I haven't been questioning you on a couple of points to try and claim that I agree with everything Popper said. But I do think you have misrepresented him at least a couple of times. At the very least, he should be judged on the 'overall picture' of what he said.
1E.) "...I suggested that the whole trouble was due to the mistaken assumption that scientific knowledge was a species of knowledge - knowledge in the ordinary sense in which if I know that it is raining, it must be true that it is raining, so that knowledge implies truth. But, I said, what we call 'scientific knowledge' was hypothetical, and often not true, let alone certainly or probably true (in the sense of the calculus of probability). Again, the audience took this for a joke, or a paradox, and they laughed and clapped. I wonder whether there was anybody there who suspected that not only did I seriously hold these views, but that, in due course, they would be widely regarded as commonplace". ("Unended Quest", p. 125-126).
I find the bit I've bolded interesting. I really don't like the way Popper said this. It's pretty confusing. He says that 'scientific knowledge [being] a species of knowledge' is a mistaken assumption, but then goes on to clarify knowledge 'in a certain sense'. Like he's performing two discections of 'knowledge' at the same time. It's confusing. But what
I get from it is exactly what I was eluding to earlier:
'Scientific knowledge' is not the same kind, and can NEVER BE the same kind of 'knowledge' as 'absolute' knowledge. And I'm perfectly comfortable with that. I have no problem with that. It doesn't mean that I have no confidence in anything scientific. That's obviously not so. It's just that I'm ready to be proven wrong about - well, pretty much anything at any given time.
That's it. Nothing more.
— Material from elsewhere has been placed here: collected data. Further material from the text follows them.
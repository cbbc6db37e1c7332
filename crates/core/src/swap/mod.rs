//! Double-buffered overlay swapping.
//!
//! The map can't replace an overlay's image in place, and removing an overlay
//! blanks its area immediately. To advance the animation the controller adds
//! the next overlay first, lets both overlap for [`SwapConfig::swap_interval`],
//! and only then removes the old one. While a swap is in flight further
//! timestamps are coalesced into a single pending value that starts the next
//! swap as soon as the current one finishes.
//!
//! [`SwapController`] is the synchronous state machine. It never sleeps: a
//! swap hands back a [`RemovalTicket`] and whoever drives the controller
//! delivers it to [`SwapController::complete_swap`] once the ticket's delay has
//! passed. [`SwapDriver`] does that on a dedicated thread.

pub mod driver;


use std::cell::OnceCell;
use std::mem;
use std::sync::Arc;
use std::thread::{self, ThreadId};
use std::time::Duration;

use tracing::{debug, error, info, warn};

use crate::{
    config::SwapConfig,
    surface::{MapSurface, OverlayHandle, SurfaceError, TileOverlayOptions},
    tile::{TileProvider, TimedTileProvider},
    time::{TimeControl, Timestamp},
};

pub use driver::{SwapDriver, SwapHandle};

#[derive(Clone, Copy, Debug, PartialEq, Eq, Hash)]
pub enum SlotId {
    A,
    B,
}

impl SlotId {
    pub fn other(self) -> Self {
        match self {
            SlotId::A => SlotId::B,
            SlotId::B => SlotId::A,
        }
    }
}

#[derive(Debug)]
struct Slot {
    id: SlotId,
    overlay: OverlayHandle,
}

#[derive(Clone, Copy, Debug, PartialEq, Eq, PartialOrd, Ord, Hash)]
pub struct SwapId(u64);

#[derive(Debug)]
enum SwapState {
    Hidden,
    Idle {
        current: Slot,
    },
    Swapping {
        current: Slot,
        retiring: Slot,
        pending: Option<Timestamp>,
        swap: SwapId,
    },
}

#[derive(Clone, Copy, Debug, PartialEq, Eq)]
pub enum SwapPhase {
    Hidden,
    VisibleIdle,
    VisibleSwapping,
}

impl SwapPhase {
    pub fn is_visible(self) -> bool {
        !matches!(self, SwapPhase::Hidden)
    }
}

/// Must be handed back to [`SwapController::complete_swap`] after
/// [`RemovalTicket::delay`].
#[derive(Clone, Copy, Debug, PartialEq, Eq)]
#[must_use]
pub struct RemovalTicket {
    swap: SwapId,
    delay: Duration,
}

impl RemovalTicket {
    pub fn swap(&self) -> SwapId {
        self.swap
    }

    pub fn delay(&self) -> Duration {
        self.delay
    }
}

#[derive(Debug, Default)]
#[must_use]
pub struct SwapCompletion {
    /// Set when a pending timestamp started another swap.
    pub next: Option<RemovalTicket>,
    /// Surface failures hit while finishing; none of them keep the lock held.
    pub warnings: Vec<SwapError>,
}

#[derive(Clone, Debug, PartialEq, Eq)]
pub struct SwapSnapshot {
    pub phase: SwapPhase,
    /// Slots holding an overlay, newest first.
    pub slots: Vec<SlotId>,
    pub pending: Option<Timestamp>,
    pub timestamp: Timestamp,
    pub swaps_started: u64,
    pub swaps_completed: u64,
}

impl SwapSnapshot {
    pub fn held_overlays(&self) -> usize {
        self.slots.len()
    }
}

#[derive(Debug, Clone, PartialEq, Eq, thiserror::Error)]
pub enum SwapError {
    #[error("tile overlay is already visible")]
    AlreadyVisible,
    #[error(transparent)]
    Surface(#[from] SurfaceError),
    #[error("swap driver has stopped")]
    DriverStopped,
}

/// Keeps an animated tile overlay on a [`MapSurface`] without ever leaving
/// the map blank between frames.
///
/// Bound to the first thread that calls a mutating method; calling from any
/// other thread afterwards panics.
pub struct SwapController {
    surface: Arc<dyn MapSurface>,
    provider: Arc<dyn TileProvider>,
    clock: Arc<dyn TimeControl>,
    config: SwapConfig,
    state: SwapState,
    last_swap: u64,
    swaps_completed: u64,
    context_thread: OnceCell<ThreadId>,
}

impl SwapController {
    pub fn new<P>(surface: Arc<dyn MapSurface>, provider: Arc<P>, config: SwapConfig) -> Self
    where
        P: TimedTileProvider + 'static,
    {
        Self {
            surface,
            provider: provider.clone(),
            clock: provider,
            config,
            state: SwapState::Hidden,
            last_swap: 0,
            swaps_completed: 0,
            context_thread: OnceCell::new(),
        }
    }

    pub fn config(&self) -> &SwapConfig {
        &self.config
    }

    pub fn phase(&self) -> SwapPhase {
        match self.state {
            SwapState::Hidden => SwapPhase::Hidden,
            SwapState::Idle { .. } => SwapPhase::VisibleIdle,
            SwapState::Swapping { .. } => SwapPhase::VisibleSwapping,
        }
    }

    pub fn is_visible(&self) -> bool {
        self.phase().is_visible()
    }

    pub fn snapshot(&self) -> SwapSnapshot {
        let (slots, pending) = match &self.state {
            SwapState::Hidden => (Vec::new(), None),
            SwapState::Idle { current } => (vec![current.id], None),
            SwapState::Swapping {
                current,
                retiring,
                pending,
                ..
            } => (vec![current.id, retiring.id], *pending),
        };

        SwapSnapshot {
            phase: self.phase(),
            slots,
            pending,
            timestamp: self.clock.current_timestamp(),
            swaps_started: self.last_swap,
            swaps_completed: self.swaps_completed,
        }
    }

    /// Puts the overlay on the map.
    ///
    /// Calling this while already visible is a caller bug and is rejected with
    /// [`SwapError::AlreadyVisible`]. A surface failure leaves the controller
    /// hidden.
    pub fn show(&mut self) -> Result<(), SwapError> {
        self.ensure_designated_context();
        if self.is_visible() {
            error!("show() called while the tile overlay is already visible");
            return Err(SwapError::AlreadyVisible);
        }

        let overlay = self
            .surface
            .add_tile_overlay(self.overlay_options(true))
            .inspect_err(|err| warn!(%err, "failed to show tile overlay"))?;

        info!(
            overlay = overlay.id(),
            timestamp = %self.clock.current_timestamp(),
            "tile overlay shown"
        );
        self.state = SwapState::Idle {
            current: Slot {
                id: SlotId::A,
                overlay,
            },
        };

        Ok(())
    }

    /// Removes every overlay and drops any pending timestamp. Idempotent.
    ///
    /// The controller is hidden afterwards even if the surface refused a
    /// removal; the first such failure is returned.
    pub fn hide(&mut self) -> Result<(), SwapError> {
        self.ensure_designated_context();
        let slots = match mem::replace(&mut self.state, SwapState::Hidden) {
            SwapState::Hidden => {
                debug!("tile overlay already hidden");
                return Ok(());
            }
            SwapState::Idle { current } => vec![current],
            SwapState::Swapping {
                current,
                retiring,
                pending,
                swap,
            } => {
                debug!(?swap, ?pending, "hiding during an in-flight swap");
                vec![retiring, current]
            }
        };

        let mut first_failure = None;
        for slot in slots {
            if let Err(err) = self.release(slot) {
                first_failure.get_or_insert(err);
            }
        }

        info!("tile overlay hidden");
        first_failure.map_or(Ok(()), |err| Err(err.into()))
    }

    /// Makes `timestamp` current and, if the overlay is visible, starts
    /// swapping to it.
    ///
    /// The tile provider sees the new timestamp before this returns, whatever
    /// the state. While a swap is in flight the value is parked as the
    /// pending timestamp, replacing any earlier one.
    pub fn set_timestamp(
        &mut self,
        timestamp: Timestamp,
    ) -> Result<Option<RemovalTicket>, SwapError> {
        self.ensure_designated_context();
        self.clock.set_current_timestamp(timestamp);

        match mem::replace(&mut self.state, SwapState::Hidden) {
            SwapState::Hidden => Ok(None),
            SwapState::Idle { current } => self.begin_swap(current).map(Some),
            SwapState::Swapping {
                current,
                retiring,
                pending,
                swap,
            } => {
                debug!(%timestamp, ?swap, "tile swapping is locked");
                if let Some(dropped) = pending {
                    debug!(%dropped, "pending timestamp superseded");
                }
                self.state = SwapState::Swapping {
                    current,
                    retiring,
                    pending: Some(timestamp),
                    swap,
                };
                Ok(None)
            }
        }
    }

    /// Retires the outgoing overlay of the swap `ticket` belongs to, unlocks,
    /// and starts the next swap if a timestamp is pending.
    ///
    /// Tickets from swaps that no longer exist, e.g. after [`Self::hide`], are
    /// ignored.
    pub fn complete_swap(&mut self, ticket: RemovalTicket) -> SwapCompletion {
        self.ensure_designated_context();
        let mut completion = SwapCompletion::default();

        let (retiring, pending) = match mem::replace(&mut self.state, SwapState::Hidden) {
            SwapState::Swapping {
                current,
                retiring,
                pending,
                swap,
            } if swap == ticket.swap => {
                self.state = SwapState::Idle { current };
                (retiring, pending)
            }
            state => {
                debug!(swap = ?ticket.swap, "ignoring stale swap completion");
                self.state = state;
                return completion;
            }
        };

        if let Err(err) = self.release(retiring) {
            completion.warnings.push(err.into());
        }
        self.swaps_completed += 1;

        if let Some(timestamp) = pending {
            debug!(%timestamp, "update pending timestamp");
            match self.set_timestamp(timestamp) {
                Ok(next) => completion.next = next,
                Err(err) => completion.warnings.push(err),
            }
        }

        completion
    }

    fn begin_swap(&mut self, current: Slot) -> Result<RemovalTicket, SwapError> {
        let overlay = match self.surface.add_tile_overlay(self.overlay_options(false)) {
            Ok(overlay) => overlay,
            Err(err) => {
                // keep the old frame rather than risk an empty map
                warn!(%err, "failed to add replacement overlay, skipping swap");
                self.state = SwapState::Idle { current };
                return Err(err.into());
            }
        };

        self.last_swap += 1;
        let swap = SwapId(self.last_swap);
        let incoming = Slot {
            id: current.id.other(),
            overlay,
        };
        debug!(
            ?swap,
            from = ?current.id,
            to = ?incoming.id,
            overlay = incoming.overlay.id(),
            "swapping tile overlays"
        );

        self.state = SwapState::Swapping {
            current: incoming,
            retiring: current,
            pending: None,
            swap,
        };

        Ok(RemovalTicket {
            swap,
            delay: self.config.swap_interval(),
        })
    }

    fn release(&self, slot: Slot) -> Result<(), SurfaceError> {
        let id = slot.overlay.id();
        self.surface
            .remove_overlay(slot.overlay)
            .inspect_err(|err| warn!(%err, overlay = id, slot = ?slot.id, "failed to remove overlay"))
    }

    fn overlay_options(&self, fade_in: bool) -> TileOverlayOptions {
        TileOverlayOptions::new(self.provider.clone())
            .z_index(self.config.z_index)
            .fade_in(fade_in)
    }

    fn ensure_designated_context(&self) {
        let bound = *self.context_thread.get_or_init(|| thread::current().id());
        if bound != thread::current().id() {
            panic!("swap controller accessed from a thread other than the one driving it")
        }
    }
}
BUt till then, I am perfectly comfortable with having confidence in our most successful theories that have remained unfalsified (at least when compared to any rival theory), and have served us well for many, many years...
“in fact nothing can be justified or proved (outside of mathematics and logic)”. (C&J, 67). And "nothing" must include the higher probability that "blood theory" is true, over "sand, or diesel fuel, or buckshot, or ignited sulfur, theory".
This interperetation isn't justified, given an overview of Popper's words.
Surely the more sensible interperetation is that the "blood theory" itself can not be 'justified' or 'proved', although we can have more confidence in it than other theories that have either been falsified, or could not be even constructed, because we know they would be falsified.